Stored data:
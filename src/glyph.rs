//! Seven-segment glyphs and their segment bit patterns.

/// Constants for 7-segment LED displays.
///
/// Bit set = segment lit. The display adapter applies the wiring polarity.
pub struct Leds;

impl Leds {
    /// Segment A of the 7-segment display.
    pub const SEG_A: u8 = 0b_0000_0001;
    /// Segment B of the 7-segment display.
    pub const SEG_B: u8 = 0b_0000_0010;
    /// Segment C of the 7-segment display.
    pub const SEG_C: u8 = 0b_0000_0100;
    /// Segment D of the 7-segment display.
    pub const SEG_D: u8 = 0b_0000_1000;
    /// Segment E of the 7-segment display.
    pub const SEG_E: u8 = 0b_0001_0000;
    /// Segment F of the 7-segment display.
    pub const SEG_F: u8 = 0b_0010_0000;
    /// Segment G of the 7-segment display.
    pub const SEG_G: u8 = 0b_0100_0000;
    /// Decimal point of the 7-segment display.
    pub const DECIMAL: u8 = 0b_1000_0000;

    /// Array representing the segments for digits 0-9 on a 7-segment display.
    pub const DIGITS: [u8; 10] = [
        0b_0011_1111, // Digit 0
        0b_0000_0110, // Digit 1
        0b_0101_1011, // Digit 2
        0b_0100_1111, // Digit 3
        0b_0110_0110, // Digit 4
        0b_0110_1101, // Digit 5
        0b_0111_1101, // Digit 6
        0b_0000_0111, // Digit 7
        0b_0111_1111, // Digit 8
        0b_0110_1111, // Digit 9
    ];

    /// Uppercase `E`.
    pub const LETTER_E: u8 = Self::SEG_A | Self::SEG_D | Self::SEG_E | Self::SEG_F | Self::SEG_G;
    /// Lowercase `r`.
    pub const LETTER_R: u8 = Self::SEG_E | Self::SEG_G;
    /// Middle bar only.
    pub const MINUS: u8 = Self::SEG_G;
}

/// What one digit position can show.
#[cfg_attr(feature = "defmt", derive(defmt::Format))]
#[derive(Debug, Clone, Copy, PartialEq, Eq, Default)]
pub enum Glyph {
    /// A decimal digit. Values above 9 render blank.
    Digit(u8),
    E,
    R,
    Minus,
    #[default]
    Blank,
}

impl Glyph {
    #[must_use]
    pub const fn digit(value: u8) -> Self {
        Self::Digit(value)
    }

    /// The digit value, if this is a digit glyph.
    #[must_use]
    pub const fn value(self) -> Option<u8> {
        match self {
            Self::Digit(value) => Some(value),
            _ => None,
        }
    }

    /// Segment bits for this glyph, optionally with the decimal point lit.
    #[must_use]
    pub fn bits(self, decimal_point: bool) -> u8 {
        let bits = match self {
            Self::Digit(value) => Leds::DIGITS.get(usize::from(value)).copied().unwrap_or(0),
            Self::E => Leds::LETTER_E,
            Self::R => Leds::LETTER_R,
            Self::Minus => Leds::MINUS,
            Self::Blank => 0,
        };
        if decimal_point { bits | Leds::DECIMAL } else { bits }
    }
}

#[cfg(all(test, not(target_os = "none")))]
mod tests {
    use super::*;

    #[test]
    fn digit_bits_match_table() {
        assert_eq!(Glyph::digit(0).bits(false), 0b_0011_1111);
        assert_eq!(Glyph::digit(8).bits(false), 0b_0111_1111);
    }

    #[test]
    fn decimal_point_adds_high_bit() {
        assert_eq!(Glyph::digit(1).bits(true), 0b_1000_0110);
    }

    #[test]
    fn error_letters_and_minus() {
        assert_eq!(Glyph::E.bits(false), 0b_0111_1001);
        assert_eq!(Glyph::R.bits(false), 0b_0101_0000);
        assert_eq!(Glyph::Minus.bits(false), 0b_0100_0000);
    }

    #[test]
    fn out_of_range_digit_is_blank() {
        assert_eq!(Glyph::Digit(12).bits(false), 0);
        assert_eq!(Glyph::Blank.bits(false), 0);
    }
}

* _Your assignment_
The lines to retype run from the start of the entries through the line containing "0b_0011_1111, // Digit 0"; reproduce them exactly and add nothing.

* _Solution for this exercise_
filename src/glyph.rs
//! Seven-segment glyphs and their segment bit patterns.

/// Constants for 7-segment LED displays.
///
/// Bit set = segment lit. The display adapter applies the wiring polarity.
pub struct Leds;

impl Leds {
    /// Segment A of the 7-segment display.
    pub const SEG_A: u8 = 0b_0000_0001;
    /// Segment B of the 7-segment display.
    pub const SEG_B: u8 = 0b_0000_0010;
    /// Segment C of the 7-segment display.
    pub const SEG_C: u8 = 0b_0000_0100;
    /// Segment D of the 7-segment display.
    pub const SEG_D: u8 = 0b_0000_1000;
    /// Segment E of the 7-segment display.
    pub const SEG_E: u8 = 0b_0001_0000;
    /// Segment F of the 7-segment display.
    pub const SEG_F: u8 = 0b_0010_0000;
    /// Segment G of the 7-segment display.
    pub const SEG_G: u8 = 0b_0100_0000;
    /// Decimal point of the 7-segment display.
    pub const DECIMAL: u8 = 0b_1000_0000;

    /// Array representing the segments for digits 0-9 on a 7-segment display.
    pub const DIGITS: [u8; 10] = [
        0b_0011_1111, // Digit 0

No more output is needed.